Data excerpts
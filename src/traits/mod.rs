//! Traits and adapters around [`Outcome`](crate::Outcome).
//!
//! - [`FailureClass`]: Checked/unchecked classification used by the re-raising capture helpers
//! - [`FailureClassExt`]: Classifying capture for plain `Result`s
//! - [`IntoOutcome`]: Conversion from `Result` and `Option`
//! - [`wrap`], [`wrap_option`], [`wrap_supplier`], [`wrap_classified`]: Capability adapters
//! - [`mapper`], [`try_mapper`]: Closures over outcomes for `Iterator::map` chains
//!
//! # Examples
//!
//! ```
//! use outcome_rail::traits::{FailureClass, IntoOutcome};
//! use outcome_rail::{Outcome, OutcomeError};
//!
//! let outcome: Outcome<i32, &str> = Some(42).into_outcome();
//! assert_eq!(outcome, Outcome::Accepted(42));
//!
//! assert!(OutcomeError::MissingValue.is_unchecked());
//! ```

pub mod capture;
pub mod failure_class;
pub mod into_outcome;

pub use capture::{mapper, try_mapper, wrap, wrap_classified, wrap_option, wrap_supplier};
pub use failure_class::{FailureClass, FailureClassExt};
pub use into_outcome::IntoOutcome;
use crate::errors::ConfigError;

use serde::{Deserialize, Serialize};

/// An equilateral class encoding: every class is a vertex of
/// a regular simplex, so all class codes lie at the same
/// distance from each other. `n` classes take `n - 1`
/// coordinates, each in `[low, high]`.
#[derive(Clone, Debug, PartialEq, Serialize, Deserialize)]
pub struct Equilateral {
    codes: Vec<Vec<f32>>,
}

impl Equilateral {
    /// Builds the codebook for `class_count` classes, with
    /// coordinates rescaled from `[-1, 1]` onto `[low, high]`.
    ///
    /// # Errors
    /// Returns an error if fewer than 2 classes are requested,
    /// or if the interval is empty or not finite.
    ///
    /// # Examples
    /// ```
    /// use oxicasper::evaluation::Equilateral;
    ///
    /// let codebook = Equilateral::new(5, 0.0, 1.0).unwrap();
    /// assert_eq!(codebook.code_width(), 4);
    /// assert_eq!(codebook.decode(codebook.encode(3).unwrap()), 3);
    /// ```
    pub fn new(class_count: usize, low: f32, high: f32) -> Result<Equilateral, ConfigError> {
        if class_count < 2 {
            return Err(ConfigError::TooFewClasses(class_count));
        }
        if !(low.is_finite() && high.is_finite() && low < high) {
            return Err(ConfigError::InvalidRange("codebook"));
        }

        let width = class_count - 1;
        let mut simplex = vec![vec![0.0f64; width]; class_count];
        simplex[0][0] = -1.0;
        simplex[1][0] = 1.0;
        for k in 2..class_count {
            let r = k as f64;
            let shrink = (r * r - 1.0).sqrt() / r;
            for vertex in &mut simplex[..k] {
                for x in &mut vertex[..k - 1] {
                    *x *= shrink;
                }
                vertex[k - 1] = -1.0 / r;
            }
            simplex[k][k - 1] = 1.0;
        }

        let (low, high) = (low as f64, high as f64);
        let codes = simplex
            .into_iter()
            .map(|vertex| {
                vertex
                    .into_iter()
                    .map(|x| ((x + 1.0) / 2.0 * (high - low) + low) as f32)
                    .collect()
            })
            .collect();
        Ok(Equilateral { codes })
    }

    /// Returns the code of `class`.
    ///
    /// # Errors
    /// Returns an error if the class is outside the codebook.
    pub fn encode(&self, class: usize) -> Result<&[f32], ConfigError> {
        self.codes
            .get(class)
            .map(Vec::as_slice)
            .ok_or(ConfigError::UnknownClass {
                class,
                classes: self.codes.len(),
            })
    }

    /// Returns the class whose code is nearest to `output`,
    /// preferring the lowest class on ties.
    pub fn decode(&self, output: &[f32]) -> usize {
        let mut best = (0, f32::INFINITY);
        for (class, code) in self.codes.iter().enumerate() {
            let distance: f32 = code
                .iter()
                .zip(output)
                .map(|(c, o)| (c - o) * (c - o))
                .sum();
            if distance < best.1 {
                best = (class, distance);
            }
        }
        best.0
    }

    pub fn class_count(&self) -> usize {
        self.codes.len()
    }

    /// Returns the number of coordinates in a code.
    pub fn code_width(&self) -> usize {
        self.codes.len() - 1
    }
}
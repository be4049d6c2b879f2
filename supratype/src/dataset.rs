use oxicasper::evaluation::{Equilateral, Sample, Table};
use oxicasper::ConfigError;

use csv::ReaderBuilder;

use std::error::Error;
use std::fmt;
use std::path::Path;

/// An error raised while loading the dataset.
#[derive(Debug)]
pub enum DatasetError {
    /// The file could not be read or is not valid CSV.
    Csv(csv::Error),
    /// A row has the wrong number of columns.
    RowWidth { row: usize, columns: usize },
    /// A cell is not a number, or the class is not a class index.
    Malformed { row: usize, column: usize },
    /// The rows do not fit the experiment's codebook.
    Config(ConfigError),
}

impl fmt::Display for DatasetError {
    fn fmt(&self, f: &mut fmt::Formatter<'_>) -> fmt::Result {
        match self {
            Self::Csv(e) => write!(f, "could not read dataset: {}", e),
            Self::RowWidth { row, columns } => write!(
                f,
                "row {} has {} columns, expected {} features and a class",
                row, columns, FEATURES
            ),
            Self::Malformed { row, column } => {
                write!(f, "row {}, column {} is not a valid value", row, column)
            }
            Self::Config(e) => write!(f, "invalid dataset: {}", e),
        }
    }
}

impl Error for DatasetError {
    fn source(&self) -> Option<&(dyn Error + 'static)> {
        match self {
            Self::Csv(e) => Some(e),
            Self::Config(e) => Some(e),
            _ => None,
        }
    }
}

impl From<csv::Error> for DatasetError {
    fn from(e: csv::Error) -> Self {
        Self::Csv(e)
    }
}

impl From<ConfigError> for DatasetError {
    fn from(e: ConfigError) -> Self {
        Self::Config(e)
    }
}

/// Number of GIS feature columns per row.
pub const FEATURES: usize = 20;

/// Loads a headerless CSV of pre-processed samples: 20 feature
/// columns followed by a 0-based class index, which is replaced
/// by its code in `codebook`. Row order is kept.
pub fn load<P: AsRef<Path>>(path: P, codebook: &Equilateral) -> Result<Table, DatasetError> {
    let mut reader = ReaderBuilder::new()
        .has_headers(false)
        .trim(csv::Trim::All)
        .from_path(path)?;

    let mut samples = vec![];
    for (row, record) in reader.records().enumerate() {
        let record = record?;
        if record.len() != FEATURES + 1 {
            return Err(DatasetError::RowWidth {
                row,
                columns: record.len(),
            });
        }
        let features = record
            .iter()
            .take(FEATURES)
            .enumerate()
            .map(|(column, cell)| {
                cell.parse::<f32>()
                    .ok()
                    .filter(|x| x.is_finite())
                    .ok_or(DatasetError::Malformed { row, column })
            })
            .collect::<Result<Vec<f32>, _>>()?;
        let class = record[FEATURES]
            .parse::<usize>()
            .map_err(|_| DatasetError::Malformed {
                row,
                column: FEATURES,
            })?;
        samples.push(Sample {
            features,
            targets: codebook.encode(class)?.to_vec(),
        });
    }
    Ok(Table::from_samples(FEATURES, codebook.code_width(), samples)?)
}
use oxicasper::evaluation::{cross_validate, Equilateral, FitnessEvaluator, Sample, Table};
use oxicasper::genomics::{Dna, DnaConfig, DnaLayout, FieldSpec, Hyperparameters};
use oxicasper::networks::CasperConfig;
use oxiga::logging::{EvolutionLogger, ReportingLevel};
use oxiga::{Genome, Population, PopulationConfig};
use rand::{Rng, SeedableRng};
use rand_chacha::ChaCha8Rng;

use std::num::NonZeroUsize;

/// 20 samples of 20 noisy features, spread evenly
/// over the codebook's classes.
fn synthetic_table(codebook: &Equilateral, rng: &mut ChaCha8Rng) -> Table {
    let samples = (0..20)
        .map(|i| {
            let class = i % codebook.class_count();
            Sample {
                features: (0..20)
                    .map(|f| {
                        let signal = if f % codebook.class_count() == class { 1.0 } else { 0.0 };
                        signal + rng.gen_range(-0.1..0.1)
                    })
                    .collect(),
                targets: codebook.encode(class).unwrap().to_vec(),
            }
        })
        .collect();
    Table::from_samples(20, codebook.code_width(), samples).unwrap()
}

#[test]
fn end_to_end_fold_averages() {
    let mut rng = ChaCha8Rng::seed_from_u64(2021);
    let codebook = Equilateral::new(5, 0.1, 0.9).unwrap();
    let table = synthetic_table(&codebook, &mut rng);
    let hyperparameters = Hyperparameters {
        features: vec![true; 20],
        casper: CasperConfig {
            unit_budget: 3,
            patience: 1.0,
            lr_1: 0.1,
            lr_2: 0.01,
            lr_3: 0.001,
        },
    };

    let averages = cross_validate(&table, &hyperparameters, 5, &codebook, &mut rng).unwrap();
    assert!(averages.train_loss.is_finite());
    assert!(averages.test_loss.is_finite());
    assert!((0.0..=100.0).contains(&averages.train_correctness));
    assert!((0.0..=100.0).contains(&averages.test_correctness));
}

#[test]
fn four_class_fold_averages() {
    let mut rng = ChaCha8Rng::seed_from_u64(4);
    let codebook = Equilateral::new(4, 0.1, 0.9).unwrap();
    let table = synthetic_table(&codebook, &mut rng);
    assert_eq!(table.target_count(), 3);
    let hyperparameters = Hyperparameters {
        features: vec![true; 20],
        casper: CasperConfig {
            unit_budget: 3,
            patience: 1.0,
            lr_1: 0.1,
            lr_2: 0.01,
            lr_3: 0.001,
        },
    };

    let averages = cross_validate(&table, &hyperparameters, 5, &codebook, &mut rng).unwrap();
    assert!(averages.train_loss.is_finite());
    assert!(averages.test_loss.is_finite());
    assert!((0.0..=100.0).contains(&averages.train_correctness));
    assert!((0.0..=100.0).contains(&averages.test_correctness));
}

#[test]
fn genetic_search_over_cross_validated_fitness() {
    let mut rng = ChaCha8Rng::seed_from_u64(7);
    let codebook = Equilateral::new(5, 0.1, 0.9).unwrap();
    let table = synthetic_table(&codebook, &mut rng);
    let layout = DnaLayout {
        unit_budget: FieldSpec::new(2, 1.0, 3.0),
        patience: FieldSpec::new(2, 1.0, 3.0),
        ..DnaLayout::standard()
    };
    let dna_config = DnaConfig {
        length: NonZeroUsize::new(layout.width()).unwrap(),
    };
    let evaluator = FitnessEvaluator::new(table, layout, &dna_config, 5, codebook).unwrap();

    let population_config = PopulationConfig {
        size: NonZeroUsize::new(6).unwrap(),
        crossover_rate: 0.8,
        mutation_rate: 0.01,
    };
    let mut population = Population::<_, Dna>::new(population_config, dna_config.clone(), &mut rng);
    let mut logger = EvolutionLogger::new(ReportingLevel::PopulationChampion);

    let best = population
        .run(3, &mut rng, &mut logger, |dna, rng| evaluator.fitness(dna, rng))
        .unwrap()
        .clone();

    assert!(best.conforms_to(&dna_config));
    assert!((0.0..=100.0).contains(&best.fitness()));
    assert_eq!(logger.iter().count(), 3);
    let best_so_far: Vec<f32> = logger.iter().map(|log| log.best_fitness).collect();
    assert!(best_so_far.windows(2).all(|w| w[0] <= w[1]));
    assert_eq!(best_so_far.last().copied(), Some(best.fitness()));

    let decoded = evaluator.layout().decode(&best);
    assert!((1..=3).contains(&decoded.casper.unit_budget));
}
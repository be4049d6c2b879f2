//! Bit-string genomes and their decoding
//! into CasPer network settings.
mod config;
mod dna;
mod layout;

pub use config::DnaConfig;
pub use dna::Dna;
pub use layout::{DnaLayout, FieldSpec, Hyperparameters};
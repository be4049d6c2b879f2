use serde::{Deserialize, Serialize};

use std::num::NonZeroUsize;

/// Configuration data for DNA generation
/// and inter-genome operations.
#[derive(Clone, Debug, PartialEq, Eq, Serialize, Deserialize)]
pub struct DnaConfig {
    /// Number of bits in every genome.
    pub length: NonZeroUsize,
}

impl DnaConfig {
    /// Returns a "zero-valued" default configuration,
    /// with single-bit genomes.
    ///
    /// # Note
    /// This value is not suitable for use in most experiments.
    /// It is meant as a way to fill in unused values during
    /// configuration instantiation.
    ///
    /// # Examples
    /// ```
    /// use oxicasper::genomics::DnaConfig;
    ///
    /// let cfg = DnaConfig::zero();
    /// assert_eq!(cfg.length.get(), 1);
    /// ```
    pub const fn zero() -> DnaConfig {
        DnaConfig {
            // SAFETY: 1 is a valid NonZeroUsize.
            length: unsafe { NonZeroUsize::new_unchecked(1) },
        }
    }
}
use serde::{Deserialize, Serialize};

use std::num::NonZeroUsize;

/// Configuration data for population generation
/// and evolution.
///
/// # Note
/// All quantities expressing probabilities
/// should be in the range [0.0, 1.0]. Using
/// values that are not in this bound may result
/// in odd behaviours and/or incorrect programs.
#[derive(Clone, Debug, PartialEq, Serialize, Deserialize)]
pub struct PopulationConfig {
    /// Size of the population.
    pub size: NonZeroUsize,
    /// Chance that a pair of selected parents
    /// exchanges a segment of their genomes.
    pub crossover_rate: f32,
    /// Chance that any single locus of an
    /// offspring is mutated.
    pub mutation_rate: f32,
}

impl PopulationConfig {
    /// Returns a "zero-valued" default configuration.
    /// All values are 0, or in the case of
    /// `NonZeroUsize`s, 1.
    ///
    /// # Note
    /// This value is not suitable for use in most experiments.
    /// It is meant as a way to abbreviate configuration
    /// instantiation, or to fill in unused values.
    ///
    /// # Examples
    /// ```
    /// use oxiga::PopulationConfig;
    ///
    /// let cfg1 = PopulationConfig::zero();
    ///
    /// let cfg2 = PopulationConfig {
    ///     // Specify some values here...
    ///     crossover_rate: 0.8,
    ///     // Default the rest...
    ///     ..PopulationConfig::zero()
    /// };
    /// ```
    pub const fn zero() -> PopulationConfig {
        PopulationConfig {
            // SAFETY: 1 is a valid NonZeroUsize.
            size: unsafe { NonZeroUsize::new_unchecked(1) },
            crossover_rate: 0.0,
            mutation_rate: 0.0,
        }
    }
}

▶ **Your assignment**:
Only a number should come back: the count of lines above that include "derive".

▶ **Solution below**:
4